*** Block opens ***

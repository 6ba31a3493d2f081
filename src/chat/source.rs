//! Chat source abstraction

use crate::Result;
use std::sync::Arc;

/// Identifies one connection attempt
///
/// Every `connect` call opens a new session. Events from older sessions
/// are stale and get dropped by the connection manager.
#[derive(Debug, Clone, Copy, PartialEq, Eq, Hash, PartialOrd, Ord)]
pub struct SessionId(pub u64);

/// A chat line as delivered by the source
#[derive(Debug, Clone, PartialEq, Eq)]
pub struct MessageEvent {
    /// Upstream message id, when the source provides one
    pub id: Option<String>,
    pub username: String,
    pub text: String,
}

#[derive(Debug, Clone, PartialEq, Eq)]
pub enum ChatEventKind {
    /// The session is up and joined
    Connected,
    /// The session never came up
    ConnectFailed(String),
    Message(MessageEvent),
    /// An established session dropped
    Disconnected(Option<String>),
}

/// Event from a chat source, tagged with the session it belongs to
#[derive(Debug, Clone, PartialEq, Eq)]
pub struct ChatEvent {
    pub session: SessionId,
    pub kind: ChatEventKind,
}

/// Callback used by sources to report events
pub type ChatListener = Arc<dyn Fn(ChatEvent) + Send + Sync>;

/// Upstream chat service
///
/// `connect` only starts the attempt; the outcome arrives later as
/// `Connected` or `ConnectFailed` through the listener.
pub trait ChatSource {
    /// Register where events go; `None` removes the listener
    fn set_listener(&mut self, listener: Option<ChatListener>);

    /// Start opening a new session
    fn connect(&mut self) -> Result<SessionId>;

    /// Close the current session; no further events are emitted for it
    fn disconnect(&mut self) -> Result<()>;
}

*** Block closes ***

WHAT YOU SHOULD DO:
When you reach the line in the material above that holds "pub type ChatListener", begin reproducing lines exactly, and stop after the line that holds "fn connect(&mut self)".

SOLUTION:
pub type ChatListener = Arc<dyn Fn(ChatEvent) + Send + Sync>;

/// Upstream chat service
///
/// `connect` only starts the attempt; the outcome arrives later as
/// `Connected` or `ConnectFailed` through the listener.
pub trait ChatSource {
    /// Register where events go; `None` removes the listener
    fn set_listener(&mut self, listener: Option<ChatListener>);

    /// Start opening a new session
    fn connect(&mut self) -> Result<SessionId>;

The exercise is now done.